Equating these elements allows us to tackle the problem step-by-step, by turning the matrix into a more familiar set of algebraic equations.

The substitution method is a handy algebraic technique for solving systems of equations. This method involves solving one of the equations for one variable and then using that expression to replace the variable in another equation. This method systematically reduces the number of variables until each can be solved. In our exercise, we used substitution several times:
1. From the equation \(x + y = 3\), solve for \(y\): \(y = 3 - x\).
- Substituting \(x = 1\) into this expression, we found \(y = 2\).
2. Next, substitute \(y = 2\) into \(y - z = -1\):
- This returns us \(2 - z = -1\), leading to \(z = 3\).
By repeating these steps for other variables, substitution method efficiently isolates each variable, leading us straight to the solution.

Equation solving is the foundational skill we're applying in this exercise when working out each individual variable from the system of equations. This involves identifying and performing operations that maintain equality to move variables and numbers around. Here are the steps we followed:

• From \(x + y = 3\), isolate \(y\) by subtracting \(x\) from both sides, leading to \(y = 3 - x\).
• Use \(y - x = 1\) to find \(x\). Substituting \(x = 1\) allows finding \(y=2\).
• Find \(z\) with \(y - z = -1\), substitute \(y = 2\) to obtain \(z = 3\).

Each equation gently nudges us closer to resolving the values. Simplifying step-by-step preserves accuracy and ensures all variables are accounted for.

Variable elimination is often used alongside substitution to simplify and solve systems of equations. It deals with strategically removing variables to simplify calculations and solve the system. Through elimination, we pair up equations with a common variable which can be removed by addition or subtraction:
1. Combine the two equations \( x + y = 3 \) and \( y - x = 1 \) by adding both equations, leading to \(2y = 4\), hence \(y = 2\).

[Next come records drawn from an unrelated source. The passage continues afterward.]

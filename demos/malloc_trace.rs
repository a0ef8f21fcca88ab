use std::{io::Read, ptr};

use libc::sbrk;
use segalloc::Allocator;

/// Waits until the user presses ENTER.
/// Useful when you want to inspect memory state with tools like `pmap`, `htop`,
/// `gdb`, or just visually track how allocations change the program break.
fn block_until_enter_pressed() {
  println!("\n>>> Press ENTER to continue...");
  let _ = std::io::stdin().bytes().next();
}

/// Prints the current program break using `sbrk(0)`.
/// The program break is the upper boundary of the heap managed via brk/sbrk.
unsafe fn print_program_break(label: &str) {
  println!(
    "[{}] PID = {}, program break (sbrk(0)) = {:?}",
    label,
    std::process::id(),
    unsafe { sbrk(0) },
  );
}

fn main() {
  env_logger::init();

  // A segregated-fit allocator over one sbrk-grown region. Unlike a pure
  // bump allocator it keeps a free-list index, so freed blocks come back.
  let mut allocator = Allocator::init().expect("heap init failed");

  unsafe {
    print_program_break("start");
    block_until_enter_pressed();

    // --------------------------------------------------------------------
    // 1) Allocate space for a u32.
    // --------------------------------------------------------------------
    let first_block = allocator.alloc(size_of::<u32>());
    println!("\n[1] Allocate u32 -> {first_block:?}");

    let first_ptr = first_block as *mut u32;
    first_ptr.write(0xDEADBEEF);
    println!("[1] Value written to first_block = 0x{:X}", first_ptr.read());

    block_until_enter_pressed();

    // --------------------------------------------------------------------
    // 2) Allocate 12 bytes (u8[12]).
    //    Shows how the adjust-size rule rounds "odd-sized" requests.
    // --------------------------------------------------------------------
    let second_block = allocator.alloc(12);
    println!("\n[2] Allocate [u8; 12] -> {second_block:?}");

    ptr::write_bytes(second_block, 0xAB, 12);
    println!("[2] Initialized second block with 0xAB");

    block_until_enter_pressed();

    // --------------------------------------------------------------------
    // 3) Allocate a u64 to observe alignment (every block is 8-byte aligned).
    // --------------------------------------------------------------------
    let third_block = allocator.alloc(size_of::<u64>());
    println!("\n[3] Allocate u64 -> {third_block:?}");

    let third_ptr = third_block as *mut u64;
    third_ptr.write(0x1122334455667788);
    println!("[3] Value written = 0x{:X}", third_ptr.read());
    println!("[3] Address = {:#x}, addr % 8 = {}", third_block as usize, third_block as usize % 8);

    block_until_enter_pressed();

    // --------------------------------------------------------------------
    // 4) Allocate an array of u16 to force more pointer movement.
    // --------------------------------------------------------------------
    let fourth_block = allocator.alloc(16 * size_of::<u16>());
    println!("\n[4] Allocate [u16; 16] -> {fourth_block:?}");

    let fourth_ptr = fourth_block as *mut u16;
    for i in 0..16 {
      fourth_ptr.add(i).write(i as u16);
    }
    println!("[4] Wrote 0..15 into the u16 array");

    block_until_enter_pressed();

    // --------------------------------------------------------------------
    // 5) Free the first block.
    // --------------------------------------------------------------------
    allocator.free(first_block);
    println!("\n[5] Freed first_block at {first_block:?}");
    block_until_enter_pressed();

    // --------------------------------------------------------------------
    // 6) Allocate a small block (2 bytes) to see if the allocator
    //    reuses the freed block.
    // --------------------------------------------------------------------
    let fifth_block = allocator.alloc(2);
    println!("\n[6] Allocate [u8; 2] -> {fifth_block:?} (check reuse of freed block)");
    println!(
      "[6] fifth_block == first_block? {}",
      if fifth_block == first_block { "yes, reused the freed block" } else { "no, allocated elsewhere" }
    );

    block_until_enter_pressed();

    // --------------------------------------------------------------------
    // 7) Grow the fourth block in place with realloc, then shrink it back.
    // --------------------------------------------------------------------
    let grown = allocator.realloc(fourth_block, 256);
    println!("\n[7] realloc(fourth_block, 256) -> {grown:?}");
    let shrunk = allocator.realloc(grown, 4);
    println!("[7] realloc(.., 4) -> {shrunk:?}");

    block_until_enter_pressed();

    // --------------------------------------------------------------------
    // 8) Allocate a large block to observe heap growth.
    // --------------------------------------------------------------------
    print_program_break("before large alloc");
    let big_block = allocator.alloc(64 * 1024);
    println!("\n[8] Allocate large 64 KiB block -> {big_block:?}");
    print_program_break("after large alloc");

    block_until_enter_pressed();

    // --------------------------------------------------------------------
    // 9) Run the consistency check and report the result.
    // --------------------------------------------------------------------
    match allocator.check_heap() {
      Ok(()) => println!("\n[9] check_heap: all invariants hold"),
      Err(err) => println!("\n[9] check_heap FAILED: {err}"),
    }

    println!("\n[10] End of demo. Process will exit and the OS will reclaim all memory.");
  }
}
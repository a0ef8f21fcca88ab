//! # segalloc - A Segregated-Fit Dynamic Storage Allocator
//!
//! This crate implements a segregated-fit `malloc`/`free`/`realloc` over a
//! single contiguous heap region grown on demand with `sbrk(2)`. It follows
//! the classic boundary-tag design: every block (allocated or free) carries
//! a header and footer tag so its neighbours can be found and merged in
//! constant time.
//!
//! ## Overview
//!
//! ```text
//!   Segregated Free Index:
//!
//!   class 0 (<=32)   ──▶ [free]──[free]──[free]
//!   class 1 (<=48)   ──▶ [free]
//!   class 2 (<=64)   ──▶ (empty)
//!   ...
//!   class K-1 (big)  ──▶ [free]──[free]
//!
//!   alloc(n) computes class(adjust(n)), scans that list and the ones
//!   above it for a fit, splits off any oversized leftover, and only
//!   extends the heap when nothing in the index fits.
//! ```
//!
//! ## Crate Structure
//!
//! ```text
//!   segalloc
//!   ├── align      - Alignment macros (align!, align_to!)
//!   ├── config     - Tunable constants (component F)
//!   ├── error      - AllocError / CheckError (component G)
//!   ├── region     - sbrk-backed region adapter (component A)
//!   ├── block      - Boundary-tag block layout (component B)
//!   ├── freelist   - Segregated free index (component C)
//!   ├── coalesce   - Coalescer / splitter (component D)
//!   └── allocator  - Policy engine: init/alloc/free/realloc (component E)
//! ```
//!
//! ## Quick Start
//!
//! ```rust,no_run
//! use segalloc::Allocator;
//!
//! let mut allocator = Allocator::init().expect("heap init failed");
//!
//! unsafe {
//!     let p = allocator.alloc(64) as *mut u64;
//!     *p = 42;
//!     println!("value: {}", *p);
//!     allocator.free(p as *mut u8);
//! }
//! ```
//!
//! ## How It Works
//!
//! Every block is bracketed by a header and footer tag (size | alloc bit),
//! so `free` can find both neighbours in O(1) and merge with whichever of
//! them is itself free:
//!
//! ```text
//!   Single block:
//!   ┌────────┬──────────────────────────────┬────────┐
//!   │ header │           payload            │ footer │
//!   │ (4 B)  │  (>= 8 B, free: next/prev)    │ (4 B)  │
//!   └────────┴──────────────────────────────┴────────┘
//!            ▲
//!            └── pointer returned to the caller (`bp`)
//! ```
//!
//! ## Features
//!
//! - **Segregated fit**: size-classed free lists keep the common case O(1)
//! - **Boundary-tag coalescing**: immediate merge with both neighbours
//! - **Split placement policy**: alternates left/right on heap extension
//! - **In-place realloc**: grows into a freed neighbour before relocating
//!
//! ## Limitations (see `spec.md`'s Non-goals)
//!
//! - **Single-threaded only**: no synchronization; `Allocator` is an owned
//!   value, not a process-wide global
//! - **One region**: never returns memory to the OS, never opens a second
//!   region
//! - **Unix-only**: requires `libc` and `sbrk` (POSIX systems)
//!
//! ## Safety
//!
//! This crate is inherently unsafe as it deals with raw memory management.
//! [`Allocator::alloc`], [`Allocator::free`] and [`Allocator::realloc`] are
//! safe to *call*, but the pointers they hand out must be used the way any
//! `malloc`-family pointer must: within the returned size, and freed at most
//! once.

pub mod align;
mod allocator;
mod block;
mod coalesce;
mod config;
mod error;
mod freelist;
mod region;

pub use allocator::Allocator;
pub use error::{AllocError, CheckError};
//! Build-time tunables for the allocator (component F).
//!
//! Every constant here is named in `spec.md` §4/§9 as a policy knob rather
//! than a fixed rule; collecting them in one module is what lets tests
//! exercise alternate policies (see `freelist::class_of` tests) without
//! touching the policy engine itself.

/// Machine word size in bytes. Header and footer tags are one word wide.
pub const W: usize = 4;

/// Double word size in bytes; the unit of payload alignment and of every
/// block's total size.
pub const D: usize = 2 * W;

/// Width of the intrusive next/prev links stored in a free block's payload.
/// The design doc fixes this at 8 bytes ("on a 64-bit target"); it is kept
/// separate from `D` because some targets could in principle differ.
pub const PTR_SIZE: usize = 8;

/// Smallest total size of an allocated block: header + footer + one
/// double-word payload slot.
pub const ALLOC_MIN: usize = 2 * D;

/// Smallest total size of a free block: large enough to also hold the
/// intrusive next/prev links.
pub const FREE_MIN: usize = 2 * D + 2 * PTR_SIZE;

/// Default heap extension granularity, in bytes.
pub const CHUNKSIZE: usize = 4096;

/// Split threshold used by `malloc`: split whenever the leftover is at
/// least one free-minimum block.
pub const SPLIT_THRESHOLD_MALLOC: usize = FREE_MIN;

/// Split threshold used by `realloc`'s in-place cases. Deliberately larger
/// than the malloc threshold so that shrinking/growing in place doesn't
/// carve off slivers that immediately get re-absorbed on the next call.
pub const SPLIT_THRESHOLD_REALLOC: usize = CHUNKSIZE;

/// Multiplier applied to the requested payload size when `realloc` must
/// relocate (§4.E Case E). `1` disables buffering.
pub const REALLOC_BUFFER: usize = 1;

/// Whether the allocator alternates the placement side (left/right) on
/// every heap extension. Disabling this degenerates to always-left
/// placement; correctness does not depend on it (§4.D).
pub const ALT_PLACEMENT_ENABLED: bool = true;

/// Number of fixed-size free blocks to carve out of the very first heap
/// extension (§4.F). `0` disables pre-partitioning, the documented default.
pub const INIT_PREPARTITION_COUNT: usize = 0;

/// Size of each pre-partitioned block when `INIT_PREPARTITION_COUNT > 0`.
pub const INIT_PREPARTITION_SIZE: usize = 64;

/// Bounded best-fit search depth: after a first fit is found in a size
/// class, how many further nodes in that class to examine looking for a
/// tighter fit. `None` means unbounded (true best-fit within the class).
pub const FIT_DEPTH: Option<usize> = None;
//! Core data types for Academia billing

pub mod catalog;
pub mod payment;
pub mod selection;
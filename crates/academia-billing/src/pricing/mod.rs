//! Pricing module
//!
//! Provides the tuition and membership calculator with:
//! - Multi-discipline and sibling discount schedules
//! - Prepaid membership plans
//! - Late-payment timing surcharge
//! - VAT extraction from gross totals

pub mod discounts;
pub mod engine;

pub use engine::{extract_tax, MembershipOffer, PricingEngine};
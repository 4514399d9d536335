//! File-backed session store
//!
//! Persists the session token as `session.json` in the Vitrine directory so
//! that it survives between CLI invocations:
//! ```json
//! { "token": "eyJhbGciOi..." }
//! ```

use std::fs::{self, File, OpenOptions};
use std::io::Write;
use std::path::{Path, PathBuf};

use fs2::FileExt;
use serde::{Deserialize, Serialize};

use crate::domain::result::{Error, Result};
use crate::domain::SessionToken;
use crate::ports::SessionStore;

const SESSION_FILE: &str = "session.json";
const LOCK_FILE: &str = "session.lock";

#[derive(Serialize, Deserialize)]
struct SessionFile {
    token: SessionToken,
}

/// Session store backed by a JSON file
#[derive(Debug, Clone)]
pub struct FileSessionStore {
    path: PathBuf,
    lock_path: PathBuf,
}

impl FileSessionStore {
    pub fn new(vitrine_dir: &Path) -> Self {
        Self {
            path: vitrine_dir.join(SESSION_FILE),
            lock_path: vitrine_dir.join(LOCK_FILE),
        }
    }

    pub fn path(&self) -> &Path {
        &self.path
    }

    /// Open the lock file; the lock is released when the handle drops
    fn open_lock(&self) -> Result<File> {
        if let Some(parent) = self.lock_path.parent() {
            fs::create_dir_all(parent)?;
        }
        OpenOptions::new()
            .create(true)
            .truncate(false)
            .write(true)
            .open(&self.lock_path)
            .map_err(|e| Error::storage(format!("Failed to open session lock: {}", e)))
    }
}

impl SessionStore for FileSessionStore {
    fn load(&self) -> Result<Option<SessionToken>> {
        if !self.path.exists() {
            return Ok(None);
        }

        let lock = self.open_lock()?;
        FileExt::lock_shared(&lock)
            .map_err(|e| Error::storage(format!("Failed to lock session file: {}", e)))?;

        // May have been cleared while waiting for the lock
        let content = match fs::read_to_string(&self.path) {
            Ok(content) => content,
            Err(e) if e.kind() == std::io::ErrorKind::NotFound => return Ok(None),
            Err(e) => {
                return Err(Error::storage(format!(
                    "Failed to read {}: {}",
                    self.path.display(),
                    e
                )))
            }
        };
        let file: SessionFile = serde_json::from_str(&content).map_err(|e| {
            Error::storage(format!("Corrupt session file {}: {}", self.path.display(), e))
        })?;

        if file.token.as_str().is_empty() {
            return Ok(None);
        }
        Ok(Some(file.token))
    }

    fn save(&self, token: &SessionToken) -> Result<()> {
        let lock = self.open_lock()?;
        FileExt::lock_exclusive(&lock)
            .map_err(|e| Error::storage(format!("Failed to lock session file: {}", e)))?;

        let content = serde_json::to_string_pretty(&SessionFile {
            token: token.clone(),
        })?;

        // Write to a sibling temp file, then rename over the old one
        let temp_path = self.path.with_extension("json.tmp");
        {
            let mut options = OpenOptions::new();
            options.create(true).write(true).truncate(true);
            #[cfg(unix)]
            {
                use std::os::unix::fs::OpenOptionsExt;
                options.mode(0o600);
            }
            let mut temp = options.open(&temp_path)?;
            temp.write_all(content.as_bytes())?;
            temp.sync_all()?;
        }
        fs::rename(&temp_path, &self.path)
            .map_err(|e| Error::storage(format!("Failed to write session file: {}", e)))?;

        tracing::debug!(path = %self.path.display(), "session token saved");
        Ok(())
    }

    fn clear(&self) -> Result<()> {
        let lock = self.open_lock()?;
        FileExt::lock_exclusive(&lock)
            .map_err(|e| Error::storage(format!("Failed to lock session file: {}", e)))?;

        match fs::remove_file(&self.path) {
            Ok(()) => {
                tracing::debug!(path = %self.path.display(), "session token cleared");
                Ok(())
            }
            Err(e) if e.kind() == std::io::ErrorKind::NotFound => Ok(()),
            Err(e) => Err(Error::storage(format!("Failed to remove session file: {}", e))),
        }
    }
}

2. Now substitute \(y = 2\) into \(y - z = -1\) to find \(z = 3\).
3. Finally, from \(z - 2x = 1\), substitute \(z = 3\) to solve for \(x\).
This method quickly pointed us to solutions, one small calculation at a time. It complements substitution by acting in brief, calculated bursts to reduce complexity, making it one of the essential strategies in controlling cumbersome algebraic problems.